_TASK:_
For every line in the records that has the word "data", make a copy.
INFORMATION GIVEN: Begin
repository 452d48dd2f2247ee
pub mod scripted_emotion_classifier;
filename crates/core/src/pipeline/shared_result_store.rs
use std::sync::{Arc, Mutex, MutexGuard, PoisonError};

use super::combined_frame_result::CombinedFrameResult;

/// Latest published face/emotion snapshot, shared between the producer and
/// the renderer.
///
/// One mutex guards the whole snapshot, so a reader sees either the previous
/// publish or the next one and never a mix. The lock is held only long
/// enough to swap or clone an `Arc`; building results and rendering happen
/// outside it.
#[derive(Debug, Default)]
pub struct SharedResultStore {
    latest: Mutex<Arc<CombinedFrameResult>>,
}

impl SharedResultStore {
    pub fn new() -> Self {
        Self::default()
    }

    /// Replaces the snapshot and returns the generation stamped on it.
    pub fn publish(&self, combined: CombinedFrameResult) -> u64 {
        let previous;
        let generation;
        {
            let mut latest = self.lock();
            generation = latest.generation() + 1;
            previous = std::mem::replace(
                &mut *latest,
                Arc::new(combined.with_generation(generation)),
            );
        }
        // Freeing the old snapshot does not need the lock.
        drop(previous);
        generation
    }

    /// Most recent snapshot; empty with generation 0 before the first publish.
    pub fn read(&self) -> Arc<CombinedFrameResult> {
        Arc::clone(&self.lock())
    }

    /// Runs `f` against the current snapshot while the lock is held.
    ///
    /// Keep `f` short: the producer cannot publish until it returns.
    pub fn with_snapshot<R>(&self, f: impl FnOnce(&CombinedFrameResult) -> R) -> R {
        let latest = self.lock();
        f(&latest)
    }

    pub fn generation(&self) -> u64 {
        self.lock().generation()
    }

    // A panic while holding the guard cannot leave a half-written snapshot,
    // since the value is only ever replaced whole, so poisoning is ignored.
    fn lock(&self) -> MutexGuard<'_, Arc<CombinedFrameResult>> {
        self.latest.lock().unwrap_or_else(PoisonError::into_inner)
    }
}
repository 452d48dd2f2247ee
pub mod detection;
pub mod face_detector;
pub mod face_landmarks;
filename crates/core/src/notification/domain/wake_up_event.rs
use serde::{Deserialize, Serialize};

/// Payload sent to the voice assistant to wake it up from video.
///
/// Field names on the wire follow the assistant's control protocol.
#[derive(Debug, Clone, PartialEq, Eq, Serialize, Deserialize)]
pub struct WakeUpEvent {
    #[serde(rename = "type")]
    pub kind: String,
    pub status: String,
    #[serde(rename = "wake-up_method")]
    pub method: String,
    #[serde(rename = "wake-up_text")]
    pub text: String,
}

impl WakeUpEvent {
    pub fn video(text: impl Into<String>) -> Self {
        Self {
            kind: "wake-up".to_string(),
            status: "start".to_string(),
            method: "video".to_string(),
            text: text.into(),
        }
    }

    pub fn to_json(&self) -> Result<String, serde_json::Error> {
        serde_json::to_string(self)
    }
}
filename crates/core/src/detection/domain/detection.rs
use serde::{Deserialize, Serialize};

use super::face_landmarks::FaceLandmarks;

/// Axis-aligned face box in frame pixel coordinates.
#[derive(Clone, Copy, Debug, PartialEq, Serialize, Deserialize)]
pub struct BoundingBox {
    pub x: f32,
    pub y: f32,
    pub width: f32,
    pub height: f32,
}

impl BoundingBox {
    pub fn new(x: f32, y: f32, width: f32, height: f32) -> Self {
        Self {
            x,
            y,
            width,
            height,
        }
    }
}

/// One located face in a single frame.
///
/// `face_index` is the position in detector output order and doubles as the
/// emotion cache slot. It is not a tracking identity: two consecutive frames
/// may assign the same index to different people if the detector reorders.
#[derive(Clone, Debug, PartialEq)]
pub struct Detection {
    pub face_index: usize,
    pub bounding_box: BoundingBox,
    pub landmarks: FaceLandmarks,
    pub confidence: f32,
}

impl Detection {
    /// Reassigns `face_index` to match position, so detectors may build
    /// detections without caring about numbering.
    pub fn reindex(detections: &mut [Detection]) {
        for (i, d) in detections.iter_mut().enumerate() {
            d.face_index = i;
        }
    }
}
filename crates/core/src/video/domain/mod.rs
pub mod frame_source;
use std::time::Instant;

/// One captured sensor frame: contiguous planar bytes plus capture bookkeeping.
///
/// The pipeline never inspects pixels itself; detector and classifier
/// implementations do. `buffer_slot` identifies the sensor buffer the frame
/// was dequeued from and must be handed back through `FrameSource::release`.
#[derive(Clone, Debug)]
pub struct Frame {
    data: Vec<u8>,
    width: u32,
    height: u32,
    channels: u8,
    sequence: u64,
    buffer_slot: usize,
    captured_at: Instant,
}

impl Frame {
    pub fn new(
        data: Vec<u8>,
        width: u32,
        height: u32,
        channels: u8,
        sequence: u64,
        buffer_slot: usize,
    ) -> Self {
        debug_assert_eq!(
            data.len(),
            (width as usize) * (height as usize) * (channels as usize),
            "data length must equal width * height * channels"
        );
        Self {
            data,
            width,
            height,
            channels,
            sequence,
            buffer_slot,
            captured_at: Instant::now(),
        }
    }

    /// Zero-filled frame, used by simulated sources and tests.
    pub fn blank(width: u32, height: u32, sequence: u64, buffer_slot: usize) -> Self {
        let len = (width as usize) * (height as usize) * 3;
        Self::new(vec![0u8; len], width, height, 3, sequence, buffer_slot)
    }

    pub fn data(&self) -> &[u8] {
        &self.data
    }

    pub fn width(&self) -> u32 {
        self.width
    }

    pub fn height(&self) -> u32 {
        self.height
    }

    pub fn channels(&self) -> u8 {
        self.channels
    }

    /// Monotonic capture counter assigned by the frame source.
    pub fn sequence(&self) -> u64 {
        self.sequence
    }

    pub fn buffer_slot(&self) -> usize {
        self.buffer_slot
    }

    pub fn captured_at(&self) -> Instant {
        self.captured_at
    }
}
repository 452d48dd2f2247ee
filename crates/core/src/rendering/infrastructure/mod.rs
pub mod log_overlay_renderer;
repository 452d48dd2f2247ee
use std::time::Duration;

use crate::detection::domain::detection::BoundingBox;
use crate::emotion::domain::emotion_result::EmotionLabel;
use crate::pipeline::combined_frame_result::CombinedFrameResult;

/// One face box plus the caption drawn next to it.
#[derive(Debug, Clone, PartialEq)]
pub struct OverlayItem {
    pub bounding_box: BoundingBox,
    pub label: EmotionLabel,
    pub caption: String,
}

impl OverlayItem {
    /// Builds one item per face pair, in snapshot order.
    pub fn from_snapshot(snapshot: &CombinedFrameResult) -> Vec<OverlayItem> {
        snapshot
            .pairs()
            .iter()
            .map(|pair| OverlayItem {
                bounding_box: pair.detection.bounding_box,
                label: pair.emotion.label,
                caption: format!("{} {:.2}", pair.emotion.label, pair.emotion.score),
            })
            .collect()
    }
}

/// Display-side port: waits for the compositor and draws overlays.
///
/// Implementations never touch pipeline state; they only receive items
/// built from a snapshot the consumer already copied out of the store.
pub trait OverlayRenderer: Send {
    /// Blocks until the display can accept a new overlay, or `timeout`
    /// passes. Returns false on timeout.
    fn wait_frame_ready(&mut self, timeout: Duration) -> bool;

    /// Replaces the overlay. An empty slice clears it.
    fn draw(&mut self, items: &[OverlayItem]);
}
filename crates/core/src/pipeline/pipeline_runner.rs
use std::thread::JoinHandle;
use std::time::Duration;

use thiserror::Error;

use crate::pipeline::cancellation_token::CancellationToken;
use crate::pipeline::emotion_producer::{EmotionProducer, ProducerStats};
use crate::pipeline::overlay_consumer::{ConsumerStats, OverlayConsumer};

const PRODUCER_THREAD_NAME: &str = "emotion-inference";
const CONSUMER_THREAD_NAME: &str = "overlay-display";

#[derive(Error, Debug)]
pub enum PipelineError {
    #[error("failed to spawn {name} thread: {source}")]
    Spawn {
        name: &'static str,
        source: std::io::Error,
    },
    #[error("{0} thread panicked")]
    ThreadPanicked(&'static str),
}

/// Final counters of both loops after a clean shutdown.
#[derive(Debug, Clone, Default)]
pub struct PipelineReport {
    pub producer: ProducerStats,
    pub consumer: ConsumerStats,
}

/// Starts the inference and display loops on their own threads.
pub struct PipelineRunner;

impl PipelineRunner {
    pub fn start(
        mut producer: EmotionProducer,
        mut consumer: OverlayConsumer,
    ) -> Result<RunningPipeline, PipelineError> {
        let inference_stop = CancellationToken::new();
        let display_stop = CancellationToken::new();

        let token = inference_stop.clone();
        let producer_handle = std::thread::Builder::new()
            .name(PRODUCER_THREAD_NAME.into())
            .spawn(move || producer.run(&token))
            .map_err(|source| PipelineError::Spawn {
                name: PRODUCER_THREAD_NAME,
                source,
            })?;

        let token = display_stop.clone();
        let consumer_handle = match std::thread::Builder::new()
            .name(CONSUMER_THREAD_NAME.into())
            .spawn(move || consumer.run(&token))
        {
            Ok(handle) => handle,
            Err(source) => {
                inference_stop.cancel();
                let _ = producer_handle.join();
                return Err(PipelineError::Spawn {
                    name: CONSUMER_THREAD_NAME,
                    source,
                });
            }
        };

        log::info!("pipeline started");
        Ok(RunningPipeline {
            inference_stop,
            display_stop,
            producer_handle,
            consumer_handle,
        })
    }
}

/// Handle to a started pipeline. Dropping it without calling
/// [`RunningPipeline::shutdown`] leaves both threads running detached.
pub struct RunningPipeline {
    inference_stop: CancellationToken,
    display_stop: CancellationToken,
    producer_handle: JoinHandle<ProducerStats>,
    consumer_handle: JoinHandle<ConsumerStats>,
}

impl RunningPipeline {
    /// Stops the display loop first and waits for it, lets `grace` pass,
    /// then stops and joins the inference loop.
    ///
    /// The producer is always joined, even when the consumer panicked; the
    /// first panic is reported.
    pub fn shutdown(self, grace: Duration) -> Result<PipelineReport, PipelineError> {
        let mut first_error: Option<PipelineError> = None;

        self.display_stop.cancel();
        let consumer = match self.consumer_handle.join() {
            Ok(stats) => stats,
            Err(_) => {
                set_if_none(
                    &mut first_error,
                    PipelineError::ThreadPanicked(CONSUMER_THREAD_NAME),
                );
                ConsumerStats::default()
            }
        };
        log::debug!("display loop joined");

        std::thread::sleep(grace);

        self.inference_stop.cancel();
        let producer = match self.producer_handle.join() {
            Ok(stats) => stats,
            Err(_) => {
                set_if_none(
                    &mut first_error,
                    PipelineError::ThreadPanicked(PRODUCER_THREAD_NAME),
                );
                ProducerStats::default()
            }
        };
        log::debug!("inference loop joined");

        match first_error {
            Some(e) => Err(e),
            None => {
                log::info!("pipeline stopped");
                Ok(PipelineReport { producer, consumer })
            }
        }
    }

    pub fn is_finished(&self) -> bool {
        self.producer_handle.is_finished() && self.consumer_handle.is_finished()
    }
}

fn set_if_none(slot: &mut Option<PipelineError>, error: PipelineError) {
    if slot.is_none() {
        *slot = Some(error);
    }
}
INFORMATION GIVEN: End
_REPLY:_
    data: Vec<u8>,
        data: Vec<u8>,
            data.len(),
            "data length must equal width * height * channels"
            data,
    pub fn data(&self) -> &[u8] {
        &self.data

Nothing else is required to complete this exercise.